------ Provided records ------
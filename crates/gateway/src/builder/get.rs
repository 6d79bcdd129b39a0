use crate::body::OutboundBody;
use crate::builder::{OutboundRequestBuilder, bodyless_headers, target_uri};
use crate::error::ForwardError;
use crate::request::NormalizedRequest;
use http::{HeaderMap, Method, Uri};

/// Builds GET requests: like DELETE, the query travels in the uri and the body is never forwarded.
#[derive(Debug, Clone, Copy)]
pub struct GetRequestBuilder<'req> {
    request: &'req NormalizedRequest,
}

impl<'req> GetRequestBuilder<'req> {
    pub fn new(request: &'req NormalizedRequest) -> Self {
        Self { request }
    }
}

impl OutboundRequestBuilder for GetRequestBuilder<'_> {
    fn method(&self) -> Method {
        Method::GET
    }

    fn uri(&self) -> Result<Uri, ForwardError> {
        target_uri(self.request, true)
    }

    fn headers(&self) -> HeaderMap {
        bodyless_headers(self.request)
    }

    fn body(&self) -> Result<OutboundBody, ForwardError> {
        Ok(OutboundBody::empty())
    }
}
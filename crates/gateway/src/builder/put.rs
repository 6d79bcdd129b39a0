use crate::body::OutboundBody;
use crate::builder::{OutboundRequestBuilder, payload_body, payload_headers, target_uri};
use crate::encoding::{JSON_ENCODER, PayloadEncoder};
use crate::error::ForwardError;
use crate::request::NormalizedRequest;
use http::{HeaderMap, Method, Uri};
use std::fmt;

/// Builds PUT requests with the same shape as PATCH: target url only, payload re-encoded.
#[derive(Clone, Copy)]
pub struct PutRequestBuilder<'req> {
    request: &'req NormalizedRequest,
    encoder: &'req dyn PayloadEncoder,
}

impl<'req> PutRequestBuilder<'req> {
    pub fn new(request: &'req NormalizedRequest) -> Self {
        Self::with_encoder(request, &JSON_ENCODER)
    }

    pub fn with_encoder(request: &'req NormalizedRequest, encoder: &'req dyn PayloadEncoder) -> Self {
        Self { request, encoder }
    }
}

impl fmt::Debug for PutRequestBuilder<'_> {
    fn fmt(&self, f: &mut fmt::Formatter<'_>) -> fmt::Result {
        f.debug_struct("PutRequestBuilder").field("request", self.request).finish_non_exhaustive()
    }
}

impl OutboundRequestBuilder for PutRequestBuilder<'_> {
    fn method(&self) -> Method {
        Method::PUT
    }

    fn uri(&self) -> Result<Uri, ForwardError> {
        target_uri(self.request, false)
    }

    fn headers(&self) -> HeaderMap {
        payload_headers(self.request, self.encoder)
    }

    fn body(&self) -> Result<OutboundBody, ForwardError> {
        payload_body(self.request, self.encoder)
    }
}
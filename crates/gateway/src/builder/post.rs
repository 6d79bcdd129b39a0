use crate::body::OutboundBody;
use crate::builder::{OutboundRequestBuilder, payload_body, payload_headers, target_uri};
use crate::encoding::{JSON_ENCODER, PayloadEncoder};
use crate::error::ForwardError;
use crate::request::NormalizedRequest;
use http::{HeaderMap, Method, Uri};
use std::fmt;

/// Builds POST requests with the same shape as PATCH: target url only, payload re-encoded.
#[derive(Clone, Copy)]
pub struct PostRequestBuilder<'req> {
    request: &'req NormalizedRequest,
    encoder: &'req dyn PayloadEncoder,
}

impl<'req> PostRequestBuilder<'req> {
    pub fn new(request: &'req NormalizedRequest) -> Self {
        Self::with_encoder(request, &JSON_ENCODER)
    }

    pub fn with_encoder(request: &'req NormalizedRequest, encoder: &'req dyn PayloadEncoder) -> Self {
        Self { request, encoder }
    }
}

impl fmt::Debug for PostRequestBuilder<'_> {
    fn fmt(&self, f: &mut fmt::Formatter<'_>) -> fmt::Result {
        f.debug_struct("PostRequestBuilder").field("request", self.request).finish_non_exhaustive()
    }
}

impl OutboundRequestBuilder for PostRequestBuilder<'_> {
    fn method(&self) -> Method {
        Method::POST
    }

    fn uri(&self) -> Result<Uri, ForwardError> {
        target_uri(self.request, false)
    }

    fn headers(&self) -> HeaderMap {
        payload_headers(self.request, self.encoder)
    }

    fn body(&self) -> Result<OutboundBody, ForwardError> {
        payload_body(self.request, self.encoder)
    }
}

#[cfg(test)]
mod tests {
    use super::*;
    use http::header;
    use http_body_util::BodyExt;
    use serde_json::json;

    #[tokio::test]
    async fn post_creates_order() {
        let request = NormalizedRequest::builder(Method::POST)
            .target_url(Uri::from_static("https://upstream.example/api/orders"))
            .query("idempotency_key", "k-17")
            .payload(json!({"sku": "a-1", "qty": 2}))
            .build();

        let outbound = PostRequestBuilder::new(&request).build().unwrap();

        assert_eq!(outbound.method(), Method::POST);
        assert_eq!(outbound.uri(), "https://upstream.example/api/orders");
        assert_eq!(outbound.headers().get(header::CONTENT_TYPE).unwrap(), "application/json");
        let bytes = outbound.into_body().collect().await.unwrap().to_bytes();
        assert_eq!(bytes.as_ref(), br#"{"sku":"a-1","qty":2}"#);
    }
}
------
• Action item:
Copy each line of the preceding data that contains the string "PATCH".

• Exercise answer:
/// Builds PUT requests with the same shape as PATCH: target url only, payload re-encoded.
/// Builds POST requests with the same shape as PATCH: target url only, payload re-encoded.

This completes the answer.